### WHAT YOU ARE ASKED TO DO
In the data below, give the number of lines that contain the word "BindMount". Nothing else is needed.

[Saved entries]
---
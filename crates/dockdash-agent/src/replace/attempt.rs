//! State of one replacement run and its compensating actions

use super::error::ReplaceError;
use crate::docker::{ContainerEngine, EngineError};
use dockdash_core::{short_id, ContainerDescriptor};
use tracing::{info, warn};

/// Temporary name the original container holds while its replacement is built
pub fn rollback_name(name: &str, timestamp: i64) -> String {
    format!("{}__rollback_{}", name, timestamp)
}

/// Name a rollback-named container held before its replacement began
pub fn original_name(name: &str) -> Option<&str> {
    let (original, timestamp) = name.rsplit_once("__rollback_")?;
    if original.is_empty() || timestamp.is_empty() {
        return None;
    }
    timestamp
        .bytes()
        .all(|b| b.is_ascii_digit())
        .then_some(original)
}

/// Ephemeral bookkeeping for a single replacement
///
/// The flags record which side effects have happened, so a rollback undoes
/// exactly those and nothing else.
#[derive(Debug, Clone)]
pub struct ReplacementAttempt {
    pub old_id: String,
    pub original_name: String,
    pub rollback_name: String,
    pub was_running: bool,
    pub renamed_old: bool,
    pub new_id: Option<String>,
    pub started: bool,
}

impl ReplacementAttempt {
    pub fn new(old: &ContainerDescriptor) -> Self {
        Self {
            old_id: old.id.clone(),
            original_name: old.name.clone(),
            rollback_name: rollback_name(&old.name, chrono::Utc::now().timestamp()),
            was_running: old.is_running(),
            renamed_old: false,
            new_id: None,
            started: false,
        }
    }

    /// Move the original container out of the way of its replacement
    pub async fn rename_old(&mut self, engine: &dyn ContainerEngine) -> Result<(), ReplaceError> {
        engine
            .rename_container(&self.old_id, &self.rollback_name)
            .await
            .map_err(ReplaceError::RenameFailed)?;
        self.renamed_old = true;

        info!(
            "Renamed {} to {}",
            self.original_name, self.rollback_name
        );
        Ok(())
    }

    /// Undo every recorded side effect and return the error to report
    ///
    /// Each step runs even if an earlier one failed. Errors are collected
    /// rather than retried.
    pub async fn rollback(self, engine: &dyn ContainerEngine, cause: ReplaceError) -> ReplaceError {
        warn!("Rolling back replacement of {}: {}", self.original_name, cause);
        let mut rollback_errors = Vec::new();

        if let Some(new_id) = &self.new_id {
            match engine.remove_container(new_id, true).await {
                Ok(()) | Err(EngineError::NotFound(_)) => {}
                Err(e) => rollback_errors.push(format!(
                    "failed to remove replacement container {}: {}",
                    short_id(new_id),
                    e
                )),
            }
        }

        if self.renamed_old {
            if let Err(e) = engine
                .rename_container(&self.old_id, &self.original_name)
                .await
            {
                rollback_errors.push(format!(
                    "failed to rename {} back to {}: {}",
                    self.rollback_name, self.original_name, e
                ));
            }
        }

        if self.was_running {
            if let Err(e) = engine.start_container(&self.old_id).await {
                rollback_errors.push(format!(
                    "failed to restart original container {}: {}",
                    short_id(&self.old_id),
                    e
                ));
            }
        }

        if rollback_errors.is_empty() {
            info!("Rolled back replacement of {}", self.original_name);
            cause
        } else {
            ReplaceError::RollbackPartialFailure {
                cause: Box::new(cause),
                rollback_errors,
            }
        }
    }
}
//! HTTP middleware

pub mod auth;
pub mod security;

pub use auth::auth_middleware;
pub use security::security_headers_middleware;
//! DockDash agent
//!
//! Manages containers on a single Docker-compatible host and replaces them in
//! place: a replacement keeps the container's name, configuration and
//! networks, and rolls back to the original when the new one fails to come up.

pub mod config;
pub mod docker;
pub mod error;
pub mod middleware;
pub mod replace;
pub mod routes;

pub use config::AgentConfig;
pub use docker::{BollardEngine, ContainerEngine, EngineError};
pub use error::{AgentError, Result};
pub use replace::{ReplaceError, ReplaceOutcome, ReplaceReport, Replacer};
fn is_bind_mode(segment: &str) -> bool {
    const OPTIONS: &[&str] = &[
        "ro", "rw", "z", "Z", "shared", "rshared", "slave", "rslave", "private", "rprivate",
        "nocopy", "consistent", "cached", "delegated",
    ];
    !segment.is_empty() && segment.split(',').all(|opt| OPTIONS.contains(&opt))
}

/// Runtime state details, mainly used for failure diagnostics
#[derive(Debug, Clone, PartialEq, Serialize)]
pub struct ContainerState {
    pub status: ContainerStatus,
    pub exit_code: Option<i64>,
    pub error: Option<String>,
    pub oom_killed: bool,
    pub restart_count: i64,
    pub started_at: Option<String>,
    pub health: Option<String>,
}

/// Per-network endpoint settings of an attached network
#[derive(Debug, Clone, Default, PartialEq, Serialize)]
pub struct EndpointConfig {
    pub network_id: Option<String>,
    pub ip_address: Option<String>,
    pub ipv6_address: Option<String>,
    /// Statically requested addresses (IPAM config), as opposed to assigned ones
    pub static_ipv4: Option<String>,
    pub static_ipv6: Option<String>,
    pub aliases: Vec<String>,
    pub links: Vec<String>,
}

/// Host-level settings of a container
#[derive(Debug, Clone, Default, PartialEq, Serialize)]
pub struct HostSettings {
    pub binds: Vec<String>,
    pub bind_mounts: Vec<BindMount>,
    pub mounts: Vec<Mount>,
    /// Containers whose volumes are mounted too (`name[:ro|rw]`)
    pub volumes_from: Vec<String>,
    pub network_mode: Option<String>,
    pub port_bindings: BTreeMap<String, Vec<PortBinding>>,
    pub restart_policy: Option<RestartPolicy>,
    pub auto_remove: bool,
    pub privileged: bool,
    pub readonly_rootfs: bool,
    pub init: Option<bool>,
    pub cap_add: Vec<String>,
    pub cap_drop: Vec<String>,
    pub devices: Vec<DeviceMapping>,
    pub dns: Vec<String>,
    pub dns_options: Vec<String>,
    pub dns_search: Vec<String>,
    pub extra_hosts: Vec<String>,
    pub links: Vec<String>,
    pub security_opt: Vec<String>,
    pub tmpfs: BTreeMap<String, String>,
    pub sysctls: BTreeMap<String, String>,
    pub group_add: Vec<String>,
    pub device_requests: Vec<DeviceRequest>,
    pub runtime: Option<String>,
    pub cgroup_parent: Option<String>,
    pub ipc_mode: Option<String>,
    pub pid_mode: Option<String>,
    pub userns_mode: Option<String>,
    pub log_config: Option<LogConfig>,
    pub shm_size: Option<i64>,
    pub ulimits: Vec<Ulimit>,
    pub memory: Option<i64>,
    pub memory_reservation: Option<i64>,
    /// `-1` is unlimited swap
    pub memory_swap: Option<i64>,
    pub cpu_shares: Option<i64>,
    pub nano_cpus: Option<i64>,
    pub cpu_quota: Option<i64>,
    pub cpu_period: Option<i64>,
    pub cpuset_cpus: Option<String>,
    pub cpuset_mems: Option<String>,
    pub pids_limit: Option<i64>,
}

/// Immutable snapshot of a container
#[derive(Debug, Clone, PartialEq, Serialize)]
pub struct ContainerDescriptor {
    pub id: String,
    pub name: String,
    pub state: ContainerState,
    /// Image reference the container was created from (`nginx:1.27`)
    pub image: String,
    /// Resolved image ID (`sha256:...`)
    pub image_id: String,
    pub command: Vec<String>,
    pub entrypoint: Vec<String>,
    /// `KEY=VALUE` entries keyed by name; a bare `KEY` has no value
    pub env: BTreeMap<String, Option<String>>,
    pub working_dir: Option<String>,
    pub user: Option<String>,
    pub hostname: Option<String>,
    pub domainname: Option<String>,
    pub tty: bool,
    pub open_stdin: bool,
    pub stop_signal: Option<String>,
    pub healthcheck: Option<Healthcheck>,
    pub labels: BTreeMap<String, String>,
    pub exposed_ports: BTreeSet<String>,
    pub volumes: BTreeSet<String>,
    pub host: HostSettings,
    pub networks: BTreeMap<String, EndpointConfig>,
}

impl ContainerDescriptor {
    /// Parse the engine's container inspect JSON
    pub fn from_inspect(value: Value) -> Result<Self> {
        let raw: RawInspect = serde_json::from_value(value)?;
        Self::try_from(raw)
    }

    pub fn short_id(&self) -> &str {
        short_id(&self.id)
    }

    pub fn status(&self) -> ContainerStatus {
        self.state.status
    }

    pub fn is_running(&self) -> bool {
        self.state.status == ContainerStatus::Running
    }

    /// Reference to create a replacement from: the configured image, or the
    /// image ID when the engine lost the reference (e.g. the tag moved)
    pub fn image_reference(&self) -> Option<&str> {
        [self.image.as_str(), self.image_id.as_str()]
            .into_iter()
            .find(|r| !r.is_empty())
    }

    /// Environment rendered back to the engine's `KEY=VALUE` list form
    pub fn env_list(&self) -> Vec<String> {
        render_env(&self.env)
    }
}

pub(crate) fn render_env(env: &BTreeMap<String, Option<String>>) -> Vec<String> {
    env.iter()
        .map(|(key, value)| match value {
            Some(value) => format!("{}={}", key, value),
            None => key.clone(),
        })
        .collect()
}

fn parse_env(entries: Vec<String>) -> BTreeMap<String, Option<String>> {
    entries
        .into_iter()
        .filter(|e| !e.is_empty())
        .map(|entry| match entry.split_once('=') {
            Some((key, value)) => (key.to_string(), Some(value.to_string())),
            None => (entry, None),
        })
        .collect()
}

/// Empty strings are "unset" on the wire
fn present(value: Option<String>) -> Option<String> {
    value.filter(|v| !v.is_empty())
}

fn positive(value: Option<i64>) -> Option<i64> {
    value.filter(|v| *v > 0)
}

fn nonzero(value: Option<i64>) -> Option<i64> {
    value.filter(|v| *v != 0)
}

impl TryFrom<RawInspect> for ContainerDescriptor {
    type Error = Error;

    fn try_from(raw: RawInspect) -> Result<Self> {
        let id = present(raw.id)
            .ok_or_else(|| Error::InvalidDescriptor("missing container id".to_string()))?;
        let name = raw
            .name
            .unwrap_or_default()
            .trim_start_matches('/')
            .to_string();

        let state = raw.state.unwrap_or_default();
        let config = raw.config.unwrap_or_default();
        let host = raw.host_config.unwrap_or_default();
        let settings = raw.network_settings.unwrap_or_default();

        let status = state
            .status
            .as_deref()
            .map(ContainerStatus::parse)
            .or_else(|| match state.running {
                Some(true) => Some(ContainerStatus::Running),
                _ => None,
            })
            .unwrap_or(ContainerStatus::Unknown);

        let binds = host.binds.unwrap_or_default();
        let bind_mounts = binds.iter().filter_map(|b| BindMount::parse(b)).collect();

        let port_bindings = host
            .port_bindings
            .unwrap_or_default()
            .into_iter()
            .map(|(port, bindings)| (port, bindings.unwrap_or_default()))
            .collect();

        let restart_policy = host.restart_policy.filter(|p| !p.name.is_empty());

        let networks = settings
            .networks
            .unwrap_or_default()
            .into_iter()
            .map(|(name, endpoint)| {
                let ipam = endpoint.ipam_config.unwrap_or_default();
                (
                    name,
                    EndpointConfig {
                        network_id: present(endpoint.network_id),
                        ip_address: present(endpoint.ip_address),
                        ipv6_address: present(endpoint.global_ipv6_address),
                        static_ipv4: present(ipam.ipv4_address),
                        static_ipv6: present(ipam.ipv6_address),
                        aliases: endpoint.aliases.unwrap_or_default(),
                        links: endpoint.links.unwrap_or_default(),
                    },
                )
            })
            .collect();

        Ok(Self {
            id,
            name,
            state: ContainerState {
                status,
                exit_code: state.exit_code,
                error: present(state.error),
                oom_killed: state.oom_killed.unwrap_or(false),
                restart_count: raw.restart_count.unwrap_or(0),
                started_at: present(state.started_at),
                health: state.health.and_then(|h| present(h.status)),
            },
            image: config.image.unwrap_or_default(),
            image_id: raw.image.unwrap_or_default(),
            command: config.cmd.unwrap_or_default(),
            entrypoint: config.entrypoint.unwrap_or_default(),
            env: parse_env(config.env.unwrap_or_default()),
            working_dir: present(config.working_dir),
            user: present(config.user),
            hostname: present(config.hostname),
            domainname: present(config.domainname),
            tty: config.tty.unwrap_or(false),
            open_stdin: config.open_stdin.unwrap_or(false),
            stop_signal: present(config.stop_signal),
            healthcheck: config.healthcheck.filter(|h| !h.test.is_empty()),
            labels: config.labels.unwrap_or_default(),
            exposed_ports: config.exposed_ports.map(KeySet::into_set).unwrap_or_default(),
            volumes: config.volumes.map(KeySet::into_set).unwrap_or_default(),
            host: HostSettings {
                binds,
                bind_mounts,
                mounts: host.mounts.unwrap_or_default(),
                volumes_from: host.volumes_from.unwrap_or_default(),
                network_mode: present(host.network_mode),
                port_bindings,
                restart_policy,
                auto_remove: host.auto_remove.unwrap_or(false),
                privileged: host.privileged.unwrap_or(false),
                readonly_rootfs: host.readonly_rootfs.unwrap_or(false),
                init: host.init,
                cap_add: host.cap_add.unwrap_or_default(),
                cap_drop: host.cap_drop.unwrap_or_default(),
                devices: host.devices.unwrap_or_default(),
                dns: host.dns.unwrap_or_default(),
                dns_options: host.dns_options.unwrap_or_default(),
                dns_search: host.dns_search.unwrap_or_default(),
                extra_hosts: host.extra_hosts.unwrap_or_default(),
                links: host.links.unwrap_or_default(),
                security_opt: host.security_opt.unwrap_or_default(),
                tmpfs: host.tmpfs.unwrap_or_default(),
                sysctls: host.sysctls.unwrap_or_default(),
                group_add: host.group_add.unwrap_or_default(),
                device_requests: host.device_requests.unwrap_or_default(),
                runtime: present(host.runtime),
                cgroup_parent: present(host.cgroup_parent),
                ipc_mode: present(host.ipc_mode),
                pid_mode: present(host.pid_mode),
                userns_mode: present(host.userns_mode),
                log_config: host.log_config.filter(|l| !l.kind.is_empty()),
                shm_size: positive(host.shm_size),
                ulimits: host.ulimits.unwrap_or_default(),
                memory: positive(host.memory),
                memory_reservation: positive(host.memory_reservation),
                memory_swap: nonzero(host.memory_swap),
                cpu_shares: positive(host.cpu_shares),
                nano_cpus: positive(host.nano_cpus),
                cpu_quota: nonzero(host.cpu_quota),
                cpu_period: positive(host.cpu_period),
                cpuset_cpus: present(host.cpuset_cpus),
                cpuset_mems: present(host.cpuset_mems),
                pids_limit: positive(host.pids_limit),
            },
            networks,
        })
    }
}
---
### RESPONSE TO THE TASK
2